I only knew her four and a half years. She taught me to say shush instead of shut up because “It sounded much nicer.” That’s how most memories of my mom are, just momentary glimpses into the kind of person she was and wanted me to become. She died in July of 1985 from cancer. Four and a half years together means we celebrated five Mothers Days as mother and daughter. I don’t remember any of those celebrations but sometimes we learn more acutely by what we don’t remember in life than by what we do. Here’s what I know to be true…
Those closest to our heart will remember what and how we loved. Achievements, ambitions, failures, big moments, routine days all take a back seat to loving well those who matter most to us. One of my last clear memories of my mom alive was her correcting me and dishing out a “and I mean it” spanking from her sick bed in our suburban home.
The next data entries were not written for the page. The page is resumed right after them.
//! Security audit trail.

use bastion_core::RequestContext;
use bastion_core::models::audit::{
    AuditEventType, AuditLogEntry, AuditStatistics, CreateAuditLogEntry,
};
use bastion_core::repository::{
    AuditLogFilter, AuditLogRepository, PaginatedResult, Pagination, Store, UserRepository,
};
use chrono::{DateTime, Duration, Utc};
use tracing::{debug, warn};
use uuid::Uuid;

use crate::error::AuthError;

#[derive(Clone)]
pub struct AuditLog<S: Store> {
    store: S,
}

impl<S: Store> AuditLog<S> {
    pub fn new(store: S) -> Self {
        Self { store }
    }

    /// Append an entry. When `user_id` is set, the entry is stamped with
    /// that user's current tenant.
    pub async fn log(
        &self,
        event_type: AuditEventType,
        ctx: &RequestContext,
        user_id: Option<Uuid>,
        metadata: Option<serde_json::Value>,
    ) -> Result<AuditLogEntry, AuthError> {
        let tenant_id = match user_id {
            Some(id) => match self.store.users().get_by_id(id).await {
                Ok(user) => user.tenant_id,
                Err(e) if e.is_not_found() => None,
                Err(e) => return Err(e.into()),
            },
            None => None,
        };

        let entry = self
            .store
            .audit_log()
            .append(CreateAuditLogEntry {
                event_type,
                user_id,
                tenant_id,
                ip_address: ctx.ip_address.clone(),
                user_agent: ctx.user_agent.clone(),
                metadata,
            })
            .await?;
        debug!(event = event_type.as_str(), "Audit entry written");
        Ok(entry)
    }

    /// Like [`AuditLog::log`], but a failure is only logged.
    pub async fn record(
        &self,
        event_type: AuditEventType,
        ctx: &RequestContext,
        user_id: Option<Uuid>,
        metadata: Option<serde_json::Value>,
    ) {
        if let Err(e) = self.log(event_type, ctx, user_id, metadata).await {
            warn!(event = event_type.as_str(), error = %e, "Failed to write audit entry");
        }
    }

    pub async fn search(
        &self,
        filter: AuditLogFilter,
        pagination: Pagination,
    ) -> Result<PaginatedResult<AuditLogEntry>, AuthError> {
        Ok(self.store.audit_log().search(filter, pagination).await?)
    }

    pub async fn statistics(
        &self,
        from: DateTime<Utc>,
        to: DateTime<Utc>,
    ) -> Result<AuditStatistics, AuthError> {
        if from > to {
            return Err(AuthError::BadRequest("Invalid date range".into()));
        }
        Ok(self.store.audit_log().statistics(from, to).await?)
    }

    /// Delete entries older than `days` days.
    pub async fn purge_older_than(&self, days: i64) -> Result<u64, AuthError> {
        let cutoff = Utc::now() - Duration::days(days);
        Ok(self.store.audit_log().delete_older_than(cutoff).await?)
    }
}
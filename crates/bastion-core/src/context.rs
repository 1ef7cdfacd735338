//! Request metadata supplied by the transport layer.

use serde::{Deserialize, Serialize};

/// Source address and user agent of the request being served.
///
/// The transport builds one of these per request and hands it to the
/// service layer explicitly; nothing in the core reads ambient request
/// state.
#[derive(Debug, Clone, PartialEq, Eq, Serialize, Deserialize)]
pub struct RequestContext {
    pub ip_address: String,
    pub user_agent: Option<String>,
}

impl RequestContext {
    pub fn new(ip_address: impl Into<String>, user_agent: Option<String>) -> Self {
        Self {
            ip_address: ip_address.into(),
            user_agent,
        }
    }

    /// Context for work initiated by the platform itself (sweepers,
    /// operator tooling).
    pub fn system() -> Self {
        Self {
            ip_address: "system".into(),
            user_agent: None,
        }
    }
}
I don’t recall what I did exactly, but I do remember knowing full well I had gone too far. I have three daughters and my youngest is almost five, so I know the only reason she leaned over and used her precious energy on her ornery little girl was because loving me well meant wanting the best for me in the long run. Having a mom unable to get out of bed was zero excuse for poor behavior; not having my mom for the rest of my life would be no excuse for poor behavior either. She sent that message loud and clear. Sometimes a parent needs to do the hard thing to teach their kids the right thing. I’m guessing it literally did hurt her more than it hurt me. We’ll have a good laugh about it in heaven some day. In truth, it’s made me a better parent. She did the hardest thing by setting aside her needs for mine in that moment, and I can do hard things too. I pray I too can set aside my own needs and comforts for others. I pray my girls remember me as a mom who loved them enough to tell them the truth and expect their best even when it’s tough.
My mom knew she wasn’t going to be around to see my brother and me grow up. I don’t know how we spent our final Mothers Day together because so many of those days were filled with doctors, hospitals, and eventually hospice but I know she loved being a mom and she loved us well until the day she died. I don’t think I’ll ever outgrow missing and missing out on having her here, but I know her love is being passed on through me to my own kids and that’s a beautiful way God allows me to experience her each day.
My Mother’s Day gift to myself (besides that blue purse I’ve been eyeing) is to remember that I had a mom who loved me well and do the same for my own girls. I can’t do everything, I definitely can’t do anything perfect, but I can love them in the hard and easy places of life like only their mom can.
Happy Mother’s Day
0 comments on “Missing Out on Mother's Day”
Thanks for sharing a personal piece of yourself Jena. Love your last line…
Beautiful words, beautiful perspective. Thank you for sharing.